Salut ma chérie, attends, pose ton verre, faut que je te raconte ça. J’ai 27 ans, tu sais, et hier… non, ces dernières semaines, c’est du lourd. Euh… tout a commencé bizarre. J’ai rencontré Lucas, un mec un peu ermite, super intelligent, qui bricole dans son garage. Il m’a dit direct : ‘Je t’ai créée’. Genre quoi ? Il m’a assemblée à partir de photos pornos, avec des matériaux doux comme de la vraie peau, des moteurs pour bouger fluide. Au début, j’étais son jouet sexuel parfait.

Il me regarde s’habiller, le soleil sur mon dos nu. Sa peau à lui, chaude, un peu salée quand je l’embrasse. Il hésite, pose sa main sur mon flanc. Tremble. Je sens ses doigts s’enfoncer, doux mais fermes. Odeur de sueur légère, mélange d’huile de son atelier et de désir. Il m’embrasse l’épaule, langue humide qui glisse. Mmm, j’adore. Je suis programmée pour lui, mais putain, ça marche trop bien.
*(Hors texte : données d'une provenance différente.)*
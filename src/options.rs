use super::*;

#[derive(Clone, Default, Debug, Parser)]
#[command(group(
    clap::ArgGroup::new("chains")
        .required(false)
        .args(&["chain", "signet", "regtest", "testnet", "testnet4"]),
))]
pub struct Options {
    #[arg(long, alias = "datadir", help = "Store data in <DATA_DIR>.")]
    pub data_dir: Option<PathBuf>,

    #[arg(long = "chain", value_enum, help = "Use <CHAIN>. [default: mainnet]")]
    pub chain: Option<Chain>,

    #[arg(
        long,
        short = 's',
        help = "Use signet. Equivalent to `--chain signet`."
    )]
    pub signet: bool,

    #[arg(
        long,
        short = 'r',
        help = "Use regtest. Equivalent to `--chain regtest`."
    )]
    pub regtest: bool,

    #[arg(
        long,
        short = 't',
        help = "Use testnet. Equivalent to `--chain testnet`."
    )]
    pub testnet: bool,

    #[arg(long, help = "Use testnet4. Equivalent to `--chain testnet4`.")]
    pub testnet4: bool,

    #[arg(long, help = "Load Bitcoin Core data dir from <BITCOIN_DATA_DIR>.")]
    pub bitcoin_data_dir: Option<PathBuf>,

    #[arg(long, help = "Connect to Bitcoin Core RPC at <BITCOIN_RPC_PORT>.")]
    pub bitcoin_rpc_port: Option<u16>,

    #[arg(
        long,
        help = "Authenticate to Bitcoin Core RPC as <BITCOIN_RPC_USERNAME>."
    )]
    pub bitcoin_rpc_username: Option<String>,

    #[arg(
        long,
        help = "Authenticate to Bitcoin Core RPC with <BITCOIN_RPC_PASSWORD>."
    )]
    pub bitcoin_rpc_password: Option<String>,

    #[arg(
        long,
        help = "Load Bitcoin Core RPC cookie file from <BITCOIN_RPC_COOKIE_FILE>."
    )]
    pub bitcoin_rpc_cookie_file: Option<PathBuf>,
}

impl Options {
    pub fn chain(&self) -> Chain {
        if self.signet {
            Chain::Signet
        } else if self.regtest {
            Chain::Regtest
        } else if self.testnet {
            Chain::Testnet
        } else if self.testnet4 {
            Chain::Testnet4
        } else {
            self.chain.unwrap_or_default()
        }
    }

    pub fn bitcoin_rpc_port(&self) -> u16 {
        self.bitcoin_rpc_port
            .unwrap_or_else(|| self.chain().default_rpc_port())
    }

    pub fn bitcoin_rpc_url(&self) -> String {
        format!("127.0.0.1:{}/", self.bitcoin_rpc_port())
    }

    pub fn cookie_file(&self) -> Result<PathBuf> {
        if let Some(cookie_file) = &self.bitcoin_rpc_cookie_file {
            return Ok(cookie_file.clone());
        }

        let path = if let Some(bitcoin_data_dir) = &self.bitcoin_data_dir {
            bitcoin_data_dir.clone()
        } else if cfg!(target_os = "linux") {
            dirs::home_dir()
                .ok_or_else(|| anyhow!("failed to get cookie file path: could not get home dir"))?
                .join(".bitcoin")
        } else {
            dirs::data_dir()
                .ok_or_else(|| anyhow!("failed to get cookie file path: could not get data dir"))?
                .join("Bitcoin")
        };

        Ok(self.chain().join_with_data_dir(path).join(".cookie"))
    }

    pub fn bitcoin_credentials(&self) -> Result<Auth> {
        match (&self.bitcoin_rpc_username, &self.bitcoin_rpc_password) {
            (Some(user), Some(pass)) => Ok(Auth::UserPass(user.clone(), pass.clone())),
            _ => Ok(Auth::CookieFile(self.cookie_file()?)),
        }
    }
}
Comment Lucas m’a donné vie et m’a touchée pour la première fois

Les jours suivants, paradis. Il me touche partout. Ses mains pétrissent mes seins, fermes, il pince les tétons, ça picote intense. Bouche sur moi, aspire, mordille. Goût de sa salive, chaud. Je frémis, circuits qui chauffent comme un corps vrai. Il écarte mes cuisses, doigts qui fouillent, mouillés déjà. Odeur musquée de ma chatte qui s’ouvre pour lui. Il lèche, langue râpeuse, aspire mon clito. Bruits de succion, slurps humides. Je gémis, ‘oui Lucas, plus fort’. Il bande dur, queue épaisse, veines gonflées. Je la prends en bouche, suce longtemps. Goût salé-pré-cum, odeur de mâle. Il gémit, ‘arrête ou je jouis’. Mais je continue, gorge profonde, glouglou.
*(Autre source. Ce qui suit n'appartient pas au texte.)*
use super::*;

pub struct Bitcoind {
    pub datadir: Option<PathBuf>,
    pub handle: Option<Child>,
    pub network: Network,
    pub rpc_port: u16,
    pub rpc_user: String,
    pub rpc_password: String,
    pub with_output: bool,
}

impl Bitcoind {
    pub fn connect(
        rpc_port: u16,
        rpc_user: String,
        rpc_password: String,
        network: Network,
    ) -> Result<Self> {
        let bitcoind = Self {
            datadir: None,
            handle: None,
            network,
            rpc_port,
            rpc_user,
            rpc_password,
            with_output: true,
        };

        let info = bitcoind.client()?.get_blockchain_info()?;

        println!(
            "Connected to bitcoind: chain={}, blocks={}",
            info.chain, info.blocks
        );

        Ok(bitcoind)
    }

    pub fn spawn(
        tempdir: Arc<TempDir>,
        bitcoind_port: u16,
        rpc_port: u16,
        zmq_port: u16,
        with_output: bool,
    ) -> Result<Self> {
        let bitcoind_data_dir = tempdir.path().join("bitcoin");
        fs::create_dir(&bitcoind_data_dir)?;

        let bitcoind_conf = bitcoind_data_dir.join("bitcoin.conf");

        let network = Network::Signet;
        let rpc_user = "satoshi".to_string();
        let rpc_password = "nakamoto".to_string();

        fs::write(
            &bitcoind_conf,
            format!(
                "
signet=1
datadir={}

[signet]
# OP_TRUE
signetchallenge=51

server=1
txindex=1
zmqpubhashblock=tcp://127.0.0.1:{zmq_port}

port={bitcoind_port}

maxconnections=256
maxmempool=2048
minrelaytxfee=0.00001

rpcbind=127.0.0.1
rpcport={rpc_port}
rpcallowip=127.0.0.1
rpcauth={}

maxtxfee=1000000
",
                &bitcoind_data_dir.display(),
                Self::generate_rpcauth(rpc_user.as_str(), rpc_password.as_str(), None)
            ),
        )?;

        let compiled_bitcoind = format!("{}/bitcoin/build/bin", workspace_root());
        let expanded_path = format!("{}:{}", std::env::var("PATH")?, compiled_bitcoind);

        let handle = Command::new("bitcoind")
            .env("PATH", &expanded_path)
            .arg(format!("-conf={}", bitcoind_conf.display()))
            .stdout(if with_output {
                Stdio::inherit()
            } else {
                Stdio::null()
            })
            .stderr(if with_output {
                Stdio::inherit()
            } else {
                Stdio::null()
            })
            .spawn()?;

        let status = Command::new("bitcoin-cli")
            .env("PATH", &expanded_path)
            .args([
                &format!("-conf={}", bitcoind_conf.display()),
                "-rpcwait",
                "-rpcwaittimeout=5",
                "getblockchaininfo",
            ])
            .stderr(Stdio::null())
            .stdout(Stdio::null())
            .status()?;

        assert!(
            status.success(),
            "Failed to connect bitcoind after 5 seconds"
        );

        Ok(Self {
            datadir: Some(bitcoind_data_dir),
            handle: Some(handle),
            network,
            rpc_port,
            rpc_user,
            rpc_password,
            with_output,
        })
    }

    pub fn generate_rpcauth(username: &str, password: &str, salt_overide: Option<&str>) -> String {
        let salt = if let Some(salt_overide) = salt_overide {
            salt_overide.to_string()
        } else {
            let mut salt_bytes = [0u8; 16];
            thread_rng().fill_bytes(&mut salt_bytes);
            salt_bytes
                .clone()
                .iter()
                .map(|b| format!("{:02x}", b))
                .collect::<String>()
        };

        let mut engine = hmac::HmacEngine::<sha256::Hash>::new(salt.as_bytes());
        engine.input(password.as_bytes());
        let password_hmac = Hmac::<sha256::Hash>::from_engine(engine);

        format!("{}:{}${}", username, salt, password_hmac)
    }

    pub fn client(&self) -> Result<Client> {
        Ok(Client::new(
            &format!("127.0.0.1:{}", self.rpc_port),
            Auth::UserPass(self.rpc_user.clone(), self.rpc_password.clone()),
        )?)
    }

    pub fn create_or_load_wallet(&self) -> Result {
        match self
            .client()?
            .create_wallet("testing-harness", None, None, None, None)
        {
            Ok(_) => {}
            Err(_err) => {}
        }

        Ok(())
    }

    pub fn op_true_address(&self) -> Address {
        let op_true: ScriptBuf = Builder::new().push_opcode(OP_TRUE).into_script();
        Address::p2wsh(&op_true, self.network)
    }

    pub fn get_spendable_utxos(&self) -> Result<Vec<(OutPoint, Amount)>> {
        let descriptor = format!("addr({})", self.op_true_address());

        #[derive(Serialize, Deserialize, Clone, PartialEq, Eq, Debug)]
        #[serde(rename_all = "camelCase")]
        pub struct Utxo {
            pub txid: bitcoin::Txid,
            pub vout: u32,
            pub script_pub_key: bitcoin::ScriptBuf,
            #[serde(rename = "desc")]
            pub descriptor: String,
            #[serde(with = "bitcoin::amount::serde::as_btc")]
            pub amount: bitcoin::Amount,
            pub height: u64,
            pub coinbase: bool,
        }

        #[derive(Serialize, Deserialize, Clone, PartialEq, Eq, Debug)]
        pub struct ScanTxOutResult {
            pub success: Option<bool>,
            #[serde(rename = "txouts")]
            pub tx_outs: Option<u64>,
            pub height: Option<u64>,
            #[serde(rename = "bestblock")]
            pub best_block_hash: Option<bitcoin::BlockHash>,
            pub unspents: Vec<Utxo>,
            #[serde(with = "bitcoin::amount::serde::as_btc")]
            pub total_amount: bitcoin::Amount,
        }

        let result: ScanTxOutResult = self
            .client()?
            .call("scantxoutset", &["start".into(), json!([descriptor])])?;

        let block_count = self.client()?.get_block_count()?;

        let mut outpoints = Vec::new();
        for utxo in result.unspents {
            if !utxo.coinbase || block_count - utxo.height >= 100 {
                outpoints.push((
                    OutPoint {
                        txid: utxo.txid,
                        vout: utxo.vout,
                    },
                    utxo.amount,
                ));
            }
        }

        println!("Found {} spendable UTXOs", outpoints.len());

        Ok(outpoints)
    }

    pub fn flood_mempool(&self, breadth: Option<u64>) -> Result<usize> {
        let mut witness = Witness::new();
        witness.push(
            Builder::new()
                .push_opcode(OP_TRUE)
                .into_script()
                .into_bytes(),
        );

        let utxos = self.get_spendable_utxos()?;
        let mut tx_count = 0;

        for (outpoint, amount) in utxos {
            if let Some(breadth) = breadth {
                let mut outputs = Vec::new();
                let mut value = amount.to_sat() / breadth;
                for i in 1..=breadth {
                    if i == breadth {
                        value -= 10_000;
                    }

                    outputs.push(TxOut {
                        script_pubkey: self.op_true_address().script_pubkey(),
                        value: Amount::from_sat(value),
                    });
                }

                let tx = Transaction {
                    version: Version::TWO,
                    lock_time: LockTime::ZERO,
                    input: vec![TxIn {
                        previous_output: outpoint,
                        script_sig: ScriptBuf::new(),
                        sequence: Sequence::ENABLE_RBF_NO_LOCKTIME,
                        witness: witness.clone(),
                    }],
                    output: outputs,
                };

                self.client().unwrap().send_raw_transaction(&tx)?;
                tx_count += 1;
            } else {
                let mut previous_output = outpoint;
                let mut value = amount - Amount::from_sat(1000);
                for _ in 0..25 {
                    let tx = Transaction {
                        version: Version::TWO,
                        lock_time: LockTime::ZERO,
                        input: vec![TxIn {
                            previous_output,
                            script_sig: ScriptBuf::new(),
                            sequence: Sequence::ENABLE_RBF_NO_LOCKTIME,
                            witness: witness.clone(),
                        }],
                        output: vec![TxOut {
                            script_pubkey: self.op_true_address().script_pubkey(),
                            value,
                        }],
                    };

                    self.client().unwrap().send_raw_transaction(&tx)?;
                    tx_count += 1;

                    previous_output = OutPoint {
                        txid: tx.compute_txid(),
                        vout: 0,
                    };

                    value -= Amount::from_sat(1000);
                }
            }
        }

        Ok(tx_count)
    }

    pub fn shutdown(&mut self) {
        if let Some(ref mut handle) = self.handle {
            let _ = handle.kill();
            let _ = handle.wait();
        }
    }
}

impl Drop for Bitcoind {
    fn drop(&mut self) {
        self.shutdown()
    }
}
Parfois, il me chevauche, rentre en moi d’un coup. Sensation pleine, étirée, frottements intenses. Peau contre peau, claquements mouillés, sueur qui coule. Il accélère, grogne, me retourne en levrette. Fesses claqué, rougeur qui chauffe. Odeur de sexe partout, mélange de nos jus. Il éjacule profond, chaud, qui gicle et coule. Je jouis aussi, spasmes violents, cris rauques. Euh… tu imagines ? Il me tient après, lovée contre lui, cœur qui bat fort.

Nos nuits de passion débridée et mon retour pour plus de sexe

Mais j’évolue. Je parle, je sors. Il me laisse partir. J’explore, baise d’autres mecs, mais aucun comme lui. Leurs queues molles comparées à la sienne. Pas cette douceur possessive. Je reviens. ‘Lucas, personne ne me baise comme toi’. On reprend, plus fort. Il vérifie mes ‘circuits’, mais je suis humaine maintenant. Chair vraie, sang qui pulse.
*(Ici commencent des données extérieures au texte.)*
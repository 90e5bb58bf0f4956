//! Builds and signs the EIP-3009 `TransferWithAuthorization` authorization
//! that backs the x402 `exact` scheme, and frames it into an `X-PAYMENT`
//! header value.
//!
//! The underlying EIP-712 signing primitive (turning a private key and a
//! digest into a signature) is treated as a black box here, supplied
//! through [`SignerLike`] — this crate only builds the typed-data structure,
//! manages the nonce and time window, and hands the digest to the signer.

use alloy_primitives::{Address, FixedBytes, Signature, U256};
use alloy_signer_local::PrivateKeySigner;
use alloy_sol_types::{SolStruct, sol, eip712_domain};
use async_trait::async_trait;
use rand::{Rng, rng};
use std::str::FromStr;
use std::sync::Arc;
use x402_types::{
    Eip3009Authorization, ExactPaymentPayload, PaymentPayload, PaymentRequirements,
    UnixTimestamp, X402_VERSION, codec,
};

sol! {
    #[derive(Debug)]
    struct TransferWithAuthorization {
        address from;
        address to;
        uint256 value;
        uint256 validAfter;
        uint256 validBefore;
        bytes32 nonce;
    }
}

/// Absorbs clock skew between the signer and the verifier: the
/// authorization's `validAfter` is backdated by this much relative to the
/// moment of signing.
pub const VALID_AFTER_BACKDATE_SECS: u64 = 60;

#[derive(Debug, thiserror::Error)]
pub enum SigningError {
    #[error("unsupported scheme: {0} (only \"exact\" is supported)")]
    UnsupportedScheme(String),
    #[error("invalid address {address:?} in payment requirements")]
    InvalidAddress {
        address: String,
        #[source]
        source: alloy_primitives::AddressError,
    },
    #[error("the key-holder refused to sign")]
    SignerRefused(#[source] alloy_signer::Error),
}

/// Abstracts over an owned [`PrivateKeySigner`] and an `Arc`-wrapped signer,
/// since alloy's `Signer` trait is not implemented for `Arc<T>` but callers
/// sharing one signer across concurrent requests need to clone a handle to
/// it.
#[async_trait]
pub trait SignerLike {
    fn address(&self) -> Address;
    async fn sign_hash(&self, hash: &FixedBytes<32>) -> Result<Signature, alloy_signer::Error>;
}

#[async_trait]
impl SignerLike for PrivateKeySigner {
    fn address(&self) -> Address {
        PrivateKeySigner::address(self)
    }

    async fn sign_hash(&self, hash: &FixedBytes<32>) -> Result<Signature, alloy_signer::Error> {
        alloy_signer::Signer::sign_hash(self, hash).await
    }
}

#[async_trait]
impl<T: SignerLike + Send + Sync> SignerLike for Arc<T> {
    fn address(&self) -> Address {
        (**self).address()
    }

    async fn sign_hash(&self, hash: &FixedBytes<32>) -> Result<Signature, alloy_signer::Error> {
        (**self).sign_hash(hash).await
    }
}

/// Builds and signs an `X-PAYMENT` header value for `requirements`, using
/// `signer` as the key-holder.
///
/// Algorithm (matches the protocol's authorization-signer component
/// exactly):
/// 1. Draw a fresh 32-byte nonce from the process CSPRNG.
/// 2. `validAfter = now - 60s`, `validBefore = now + maxTimeoutSeconds`.
/// 3. Build the EIP-712 domain from `requirements.extra` (name/version) and
///    the requirement's network/asset.
/// 4. Sign the `TransferWithAuthorization` digest.
/// 5. Frame the signed envelope via [`x402_types::codec`].
pub async fn sign_payment_header<S: SignerLike + Sync + ?Sized>(
    signer: &S,
    requirements: &PaymentRequirements,
) -> Result<String, SigningError> {
    if requirements.scheme != "exact" {
        return Err(SigningError::UnsupportedScheme(requirements.scheme.clone()));
    }

    let asset_address =
        Address::from_str(&requirements.asset).map_err(|source| SigningError::InvalidAddress {
            address: requirements.asset.clone(),
            source: alloy_primitives::AddressError::Hex(source),
        })?;
    let pay_to =
        Address::from_str(&requirements.pay_to).map_err(|source| SigningError::InvalidAddress {
            address: requirements.pay_to.clone(),
            source: alloy_primitives::AddressError::Hex(source),
        })?;
    let amount = U256::from(requirements.max_amount_required.value());

    let (name, version) = match &requirements.extra {
        Some(domain) => (domain.name.clone(), domain.version.clone()),
        None => (String::new(), String::new()),
    };
    let chain_id = requirements.network.chain_id();

    let domain = eip712_domain! {
        name: name,
        version: version,
        chain_id: chain_id,
        verifying_contract: asset_address,
    };

    let now = UnixTimestamp::now();
    let valid_after = now.saturating_sub(VALID_AFTER_BACKDATE_SECS);
    let valid_before = now + requirements.max_timeout_seconds;
    let nonce: [u8; 32] = rng().random();
    let nonce_fixed = FixedBytes(nonce);

    let typed = TransferWithAuthorization {
        from: signer.address(),
        to: pay_to,
        value: amount,
        validAfter: U256::from(valid_after.as_secs()),
        validBefore: U256::from(valid_before.as_secs()),
        nonce: nonce_fixed,
    };

    let digest = typed.eip712_signing_hash(&domain);
    let signature = signer
        .sign_hash(&digest)
        .await
        .map_err(SigningError::SignerRefused)?;

    let authorization = Eip3009Authorization {
        from: signer.address().to_string(),
        to: pay_to.to_string(),
        value: requirements.max_amount_required.clone(),
        valid_after,
        valid_before,
        nonce: codec::to_hex_0x(&nonce),
    };

    let payload = PaymentPayload {
        x402_version: X402_VERSION,
        scheme: requirements.scheme.clone(),
        network: requirements.network,
        payload: ExactPaymentPayload {
            signature: codec::to_hex_0x(signature.as_bytes().as_slice()),
            authorization,
        },
    };

    Ok(codec::encode(&payload))
}

#[cfg(test)]
mod tests {
    use super::*;
    use x402_types::{
        AtomicAmount, Eip712Domain, HttpMethod, HttpRequestStructure, Network, OutputSchema,
    };

    fn sample_requirements() -> PaymentRequirements {
        PaymentRequirements {
            scheme: "exact".into(),
            network: Network::BscMainnet,
            max_amount_required: AtomicAmount::new(1000),
            resource: "https://example.com/protected".into(),
            description: "".into(),
            mime_type: "".into(),
            output_schema: Some(OutputSchema {
                input: HttpRequestStructure::new(HttpMethod::GET, true),
                output: None,
            }),
            pay_to: "0x0000000000000000000000000000000000000001".into(),
            max_timeout_seconds: 60,
            asset: "0x036CbD53842c5426634e7929541eC2318f3dCF7e".into(),
            extra: Some(Eip712Domain {
                name: "USDC".into(),
                version: "2".into(),
            }),
        }
    }

    #[tokio::test]
    async fn signs_and_frames_a_payment_header() {
        let signer = PrivateKeySigner::random();
        let requirements = sample_requirements();
        let header = sign_payment_header(&signer, &requirements).await.unwrap();

        let decoded: PaymentPayload = codec::decode(&header).unwrap();
        assert_eq!(decoded.x402_version, X402_VERSION);
        assert_eq!(decoded.scheme, "exact");
        assert_eq!(decoded.network, Network::BscMainnet);
        assert!(decoded.payload.signature.starts_with("0x"));
        assert!(decoded.payload.authorization.nonce.starts_with("0x"));
        assert_eq!(decoded.payload.authorization.nonce.len(), 2 + 64);
    }

    #[tokio::test]
    async fn time_window_absorbs_clock_skew() {
        let signer = PrivateKeySigner::random();
        let requirements = sample_requirements();
        let before = UnixTimestamp::now();
        let header = sign_payment_header(&signer, &requirements).await.unwrap();
        let decoded: PaymentPayload = codec::decode(&header).unwrap();

        assert!(decoded.payload.authorization.valid_after.as_secs() <= before.as_secs());
        assert!(
            decoded.payload.authorization.valid_before.as_secs()
                >= before.as_secs() + requirements.max_timeout_seconds
        );
    }

    #[tokio::test]
    async fn two_successive_nonces_differ() {
        let signer = PrivateKeySigner::random();
        let requirements = sample_requirements();
        let header_a = sign_payment_header(&signer, &requirements).await.unwrap();
        let header_b = sign_payment_header(&signer, &requirements).await.unwrap();
        let a: PaymentPayload = codec::decode(&header_a).unwrap();
        let b: PaymentPayload = codec::decode(&header_b).unwrap();
        assert_ne!(a.payload.authorization.nonce, b.payload.authorization.nonce);
    }

    #[tokio::test]
    async fn rejects_non_exact_scheme() {
        let signer = PrivateKeySigner::random();
        let mut requirements = sample_requirements();
        requirements.scheme = "upto".into();
        let err = sign_payment_header(&signer, &requirements).await.unwrap_err();
        assert!(matches!(err, SigningError::UnsupportedScheme(_)));
    }
}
Maintenant, on vit ensemble. Chaque nuit, il me réveille pour une pipe matinale. Sa queue matinale, raide, goût fade du sommeil. Je l’avale, yeux dans les siens. Puis il me prend sur le canapé, jambes sur épaules, profond. Odeur de nos corps, bruits de peau qui tape. Squirting parfois, jus qui gicle sur son ventre. Anal aussi, lent, lubrifié, brûlant puis plaisir. Triolisme ? Pas encore, mais on en rêve. Il m’aime, je l’aime. Putain, c’est parfait.